Prior to the G7, Trump, who campaigned on fixing the country’s trade deals with numerous nations around the globe, has publicly tussled with the leaders of allies Canada and France. He specifically claimed both countries were “charging the U.S. massive tariffs” and accused them of creating “non-monetary barriers” to U.S. goods.

Russia, which has the 12th largest economy in the world according to the World Bank's 2016 numbers, was kicked out of the then G8 in March 2014 in response to its annexation of Crimea from Ukraine. The remaining countries in the group include the United States, Canada, France, Great Britain, Germany, Italy and Japan. Russia was previously added to the group in 1998.

Following the taking of Crimea, the Obama administration imposed heavy sanctions on Russia’s already limited economy that have stymied the nation’s growth and cooled relations significantly between Russia, the U.S. and European powers.

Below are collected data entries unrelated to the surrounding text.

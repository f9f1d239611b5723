//! Post-processing of generated text.

use crate::models::GeneratedQuestion;
use once_cell::sync::Lazy;
use regex::Regex;
use serde::Serialize;
use serde_json::Value;

/// Mentions of each DOK level in a generated analysis.
#[derive(Debug, Clone, Copy, Default, PartialEq, Eq, Serialize)]
pub struct DokStatistics {
    pub dok1: usize,
    pub dok2: usize,
    pub dok3: usize,
    pub dok4: usize,
    pub total: usize,
}

static DOK_PATTERNS: Lazy<[Regex; 4]> = Lazy::new(|| {
    [
        (1, "memorístico"),
        (2, "conceptos"),
        (3, "estratégico"),
        (4, "extendido"),
    ]
    .map(|(level, keyword)| {
        Regex::new(&format!(r"(?i)DOK\s*{level}|nivel\s*{level}|{keyword}"))
            .unwrap_or_else(|e| panic!("invalid DOK pattern for level {}: {}", level, e))
    })
});

impl DokStatistics {
    /// Count how often the text refers to each level, by number or by name.
    pub fn from_text(text: &str) -> Self {
        let [dok1, dok2, dok3, dok4] = DOK_PATTERNS
            .each_ref()
            .map(|pattern| pattern.find_iter(text).count());

        Self {
            dok1,
            dok2,
            dok3,
            dok4,
            total: dok1 + dok2 + dok3 + dok4,
        }
    }
}

const DEFAULT_DOK_LEVEL: u8 = 2;

/// Read a DOK level written as an integer, a float or a numeric string.
fn dok_level(value: Option<&Value>) -> u8 {
    let level = match value {
        Some(Value::Number(n)) => n
            .as_u64()
            .or_else(|| n.as_f64().filter(|f| *f >= 0.0).map(|f| f.round() as u64)),
        Some(Value::String(s)) => s
            .trim()
            .parse::<f64>()
            .ok()
            .filter(|f| *f >= 0.0)
            .map(|f| f.round() as u64),
        _ => None,
    };
    level
        .and_then(|l| u8::try_from(l).ok())
        .unwrap_or(DEFAULT_DOK_LEVEL)
}

fn question_from_value(value: &Value) -> Option<GeneratedQuestion> {
    let pregunta = value.get("pregunta")?.as_str()?.trim();
    if pregunta.is_empty() {
        return None;
    }
    let level = value.get("nivel_dok").or_else(|| value.get("dok_level"));
    Some(GeneratedQuestion {
        pregunta: pregunta.to_string(),
        nivel_dok: dok_level(level),
    })
}

/// Parse the question array out of a model reply.
///
/// The reply is expected to hold a JSON array somewhere in it, often wrapped
/// in prose or a code fence. Elements are read one by one: any object with a
/// `pregunta` is kept, and a missing or unreadable level becomes DOK 2.
/// Anything that does not yield at least one question comes back as a single
/// DOK 2 question holding the raw text.
pub fn parse_questions(text: &str) -> Vec<GeneratedQuestion> {
    let parsed = match (text.find('['), text.rfind(']')) {
        (Some(start), Some(end)) if start < end => {
            match serde_json::from_str::<Vec<Value>>(&text[start..=end]) {
                Ok(items) => items.iter().filter_map(question_from_value).collect(),
                Err(e) => {
                    tracing::warn!(error = %e, "Could not parse generated questions as JSON");
                    Vec::new()
                }
            }
        }
        _ => Vec::new(),
    };

    if parsed.is_empty() {
        return vec![GeneratedQuestion {
            pregunta: text.to_string(),
            nivel_dok: DEFAULT_DOK_LEVEL,
        }];
    }

    parsed
}
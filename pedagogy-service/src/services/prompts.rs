//! Prompt templates.
//!
//! Every generation prompt starts from the same Depth of Knowledge framing so
//! the model classifies and writes against Webb's four levels.

use crate::dtos::{
    BalanceRequest, BloomRequest, ElevateDok3Request, EvaluationRequest, QuestionsRequest,
    RubricRequest,
};

pub const DOK_CONTEXT: &str = "
Usted es un experto en pedagogía y debe generar preguntas o análisis basados estrictamente en el marco de Profundidad del Conocimiento (DOK) de Norman Webb.

DOK Nivel 1 (Pensamiento Memorístico): Implica recordar hechos, definiciones y realizar procedimientos rutinarios de un solo paso.

DOK Nivel 2 (Habilidades y Conceptos): Requiere aplicar conocimientos para procesar información, comparar, clasificar o realizar tareas de varios pasos.

DOK Nivel 3 (Pensamiento Estratégico): Involucra razonamiento, planificación y uso de evidencia para resolver problemas complejos y abstractos que a menudo no tienen una única respuesta correcta.

DOK Nivel 4 (Pensamiento Extendido): Exige razonamiento complejo, investigación, síntesis de ideas de múltiples fuentes y creación de algo nuevo, generalmente a lo largo de un período de tiempo extendido.
";

pub fn bloom_analysis(request: &BloomRequest) -> String {
    format!(
        "{DOK_CONTEXT}

Analice el siguiente {kind} y proporcione un análisis detallado que incluya:

1. Clasificación según la Taxonomía de Bloom
2. Nivel DOK (1-4) con justificación
3. Recomendaciones pedagógicas
4. Sugerencias de mejora si aplica

Formato de respuesta: JSON con estructura clara y análisis comprensible para docentes.

Contenido a analizar: {content}",
        kind = request.kind(),
        content = request.content,
    )
}

pub fn balance_analysis(request: &BalanceRequest) -> String {
    format!(
        "{DOK_CONTEXT}

Analice el siguiente {kind} y proporcione un análisis completo de balance cognitivo que incluya:

1. Distribución de preguntas por nivel DOK (1-4)
2. Porcentajes de distribución
3. Evaluación del equilibrio cognitivo
4. Recomendaciones específicas para mejorar el balance
5. Sugerencias de preguntas adicionales si es necesario
6. Análisis de la progresión lógica entre niveles

Formato de respuesta: JSON estructurado con análisis detallado, estadísticas claras y recomendaciones accionables para docentes.

{kind} a analizar:
{content}",
        kind = request.kind(),
        content = request.exam_content,
    )
}

pub fn elevate_to_dok3(request: &ElevateDok3Request) -> String {
    let context = match request.contexto.as_deref() {
        Some(c) if !c.is_empty() => format!("Contexto adicional: {}", c),
        _ => String::new(),
    };

    format!(
        "Eres un experto en diseño curricular chileno y experto en niveles DOK (Depth of Knowledge).

Transforma el siguiente objetivo de aprendizaje simple a nivel DOK 3 (Pensamiento Estratégico), manteniendo la esencia del contenido pero elevando la profundidad cognitiva.

Objetivo Original: {objective}

{context}

**Requisitos para DOK 3:**
- Requiere planificación estratégica o formulación de estrategias
- Debe involucrar investigación y toma de decisiones
- Incluye múltiples variables complejas
- Demuestra autorregulación y metacognición

El resultado debe:
1. Mantener la alineación con el currículum chileno
2. Especificar claramente los aprendizajes esperados
3. Incluir criterios observables de logro
4. Ser apropiado para el nivel educativo

Proporciona solo el objetivo transformado, sin explicaciones adicionales.",
        objective = request.objetivo_simple,
    )
}

pub fn rubric(request: &RubricRequest) -> String {
    let levels = request.levels();
    let focus = if levels == RubricRequest::DEFAULT_LEVELS {
        "Distribución equilibrada entre niveles DOK"
    } else {
        "Enfoque pedagógico apropiado"
    };

    format!(
        "{DOK_CONTEXT}

Genere una rúbrica de evaluación detallada y estructurada que incluya:

1. Criterio de evaluación claramente definido
2. {levels} niveles de desempeño (Excelente, Bueno, Satisfactorio, Necesita Mejorar)
3. Descriptores específicos para cada nivel
4. {focus}
5. Criterios observables y medibles
6. Conexión con objetivos de aprendizaje cuando corresponda

Formato de respuesta: JSON estructurado con rúbrica completa y lista para usar en el aula.


Criterio: {criterio}
Niveles: {levels}
Descripción: {descripcion}
Objetivos de aprendizaje: {objetivos}
Competencia: {competencia}
Asignatura: {asignatura}

Genere la rúbrica considerando el marco pedagógico del Colegio Madre Paulina.",
        criterio = request.criterio,
        descripcion = request.descripcion.as_deref().unwrap_or_default(),
        objetivos = request.objetivos.join(", "),
        competencia = request.competencia.as_deref().unwrap_or_default(),
        asignatura = request.asignatura.as_deref().unwrap_or_default(),
    )
}

pub fn questions_for_objective(request: &QuestionsRequest) -> String {
    format!(
        "{DOK_CONTEXT}

Su respuesta DEBE ser un array JSON de exactamente 4 objetos. Cada objeto debe tener las claves: \"pregunta\" (string), \"nivel_dok\" (int: 1, 2, o 3).

IMPORTANTE: Para cada objetivo de aprendizaje proporcionado, genere exactamente:
- 2 preguntas de DOK 3 (Pensamiento Estratégico)
- 1 pregunta de DOK 2 (Habilidades y Conceptos)
- 1 pregunta de DOK 1 (Pensamiento Memorístico)

Las preguntas deben ser pedagógicamente apropiadas para el contexto educativo chileno y alinearse con los estándares curriculares.


Objetivo de aprendizaje: {objetivo}
Asignatura: {asignatura}
Nivel educativo: {nivel}
Contexto adicional: {contexto}
Dificultad preferida: {dificultad}

Genere las 4 preguntas específicas siguiendo la distribución DOK requerida.",
        objetivo = request.objetivo_aprendizaje,
        asignatura = request.asignatura.as_deref().unwrap_or_default(),
        nivel = request.nivel_educativo.as_deref().unwrap_or_default(),
        contexto = request.contexto.as_deref().unwrap_or_default(),
        dificultad = request.difficulty(),
    )
}

pub fn evaluation(request: &EvaluationRequest) -> String {
    let objectives = request
        .objectives()
        .iter()
        .map(|o| format!("• {}", o))
        .collect::<Vec<_>>()
        .join("\n");

    let or_none = |value: &Option<String>, fallback: &'static str| -> String {
        match value.as_deref() {
            Some(v) if !v.is_empty() => v.to_string(),
            _ => fallback.to_string(),
        }
    };

    format!(
        "{DOK_CONTEXT}

Genere una evaluación completa y estructurada que incluya:

1. **Título de la evaluación**
2. **Objetivos de aprendizaje claramente definidos**
3. **Instrucciones para estudiantes**
4. **Distribución DOK equilibrada:**
   - 40% DOK 1 (Pensamiento Memorístico)
   - 35% DOK 2 (Habilidades y Conceptos)
   - 25% DOK 3 (Pensamiento Estratégico)
5. **Preguntas diversificadas** (opción múltiple, desarrollo, análisis, síntesis)
6. **Criterios de evaluación específicos**
7. **Tiempo estimado de aplicación**
8. **Indicaciones especiales** si aplica

La evaluación debe ser apropiada para el contexto educativo chileno y alinearse con estándares curriculares nacionales.


**Título:** {titulo}

**Objetivos de Aprendizaje:**
{objectives}

**Contenido a evaluar:**
{contenido}

**Instrucciones adicionales:**
{instrucciones}

**Tiempo estimado:** {tiempo}

**Instrucciones especiales:**
{especiales}

Genere la evaluación completa con todos los componentes requeridos.",
        titulo = request.titulo,
        contenido = request.contenido,
        instrucciones = or_none(&request.instrucciones, "Ninguna"),
        tiempo = or_none(&request.tiempo_estimado, "No especificado"),
        especiales = or_none(&request.instrucciones_especiales, "Ninguna"),
    )
}

#[cfg(test)]
mod tests {
    use super::*;

    fn from_json<T: serde::de::DeserializeOwned>(json: serde_json::Value) -> T {
        serde_json::from_value(json).unwrap()
    }

    #[test]
    fn generation_prompts_start_with_dok_context() {
        let bloom: BloomRequest = from_json(serde_json::json!({"content": "¿Qué es un ecosistema?"}));
        let prompt = bloom_analysis(&bloom);
        assert!(prompt.starts_with(DOK_CONTEXT));
        assert!(prompt.contains("Analice el siguiente question"));
        assert!(prompt.ends_with("Contenido a analizar: ¿Qué es un ecosistema?"));
    }

    #[test]
    fn balance_prompt_names_the_document_kind() {
        let balance: BalanceRequest =
            from_json(serde_json::json!({"examContent": "1. ...", "type": "prueba"}));
        let prompt = balance_analysis(&balance);
        assert!(prompt.contains("prueba a analizar:\n1. ..."));
    }

    #[test]
    fn dok3_prompt_includes_context_only_when_given() {
        let without: ElevateDok3Request =
            from_json(serde_json::json!({"objetivo_simple": "Identificar las partes de la célula"}));
        assert!(!elevate_to_dok3(&without).contains("Contexto adicional"));

        let with: ElevateDok3Request = from_json(serde_json::json!({
            "objetivo_simple": "Identificar las partes de la célula",
            "contexto": "8° básico"
        }));
        assert!(elevate_to_dok3(&with).contains("Contexto adicional: 8° básico"));
    }

    #[test]
    fn rubric_prompt_joins_objectives_and_adapts_to_levels() {
        let rubric_request: RubricRequest = from_json(serde_json::json!({
            "criterio": "Argumentación",
            "objetivos": ["OA1", "OA2"]
        }));
        let prompt = rubric(&rubric_request);
        assert!(prompt.contains("Objetivos de aprendizaje: OA1, OA2"));
        assert!(prompt.contains("4 niveles de desempeño"));
        assert!(prompt.contains("Distribución equilibrada entre niveles DOK"));

        let three: RubricRequest =
            from_json(serde_json::json!({"criterio": "Argumentación", "niveles": 3}));
        assert!(rubric(&three).contains("Enfoque pedagógico apropiado"));
    }

    #[test]
    fn evaluation_prompt_lists_objectives_and_defaults() {
        let request: EvaluationRequest = from_json(serde_json::json!({
            "titulo": "Prueba de Ciencias",
            "objetivos": ["Describir la fotosíntesis", "Explicar la respiración celular"],
            "contenido": "Unidad 2"
        }));
        let prompt = evaluation(&request);
        assert!(prompt.contains("**Título:** Prueba de Ciencias"));
        assert!(prompt.contains("• Describir la fotosíntesis\n• Explicar la respiración celular"));
        assert!(prompt.contains("**Tiempo estimado:** No especificado"));
        assert!(prompt.contains("**Instrucciones adicionales:**\nNinguna"));
        assert!(prompt.contains("40% DOK 1"));
    }
}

Trump, too, has placed sanctions on Russia after Congress passed a law last year mandating punishment for Russia’s meddling in the 2016 election. Trump signed the measure but claimed Congress was infringing on his executive powers.

GettyImages-969750330 President Donald Trump talks to reporters as he departs the White House June 8, 2018 in Washington, DC. Trump is traveling to Canada to attend the G7 summit before heading to Singapore on Saturday for a planned U.S.-North Korea summit. Getty Images/Chip Somodevilla

The president’s latest comments will doubtless provide his critics more cause to claim the Trump campaign colluded with Russia to win the White House of Hillary Clinton.

Trump and members of his administration have vehemently denied any collusion with Russia. And the president has repeatedly attacked the special counsel’s ongoing investigation into Russia’s interference as a “witch hunt” and a “hoax.”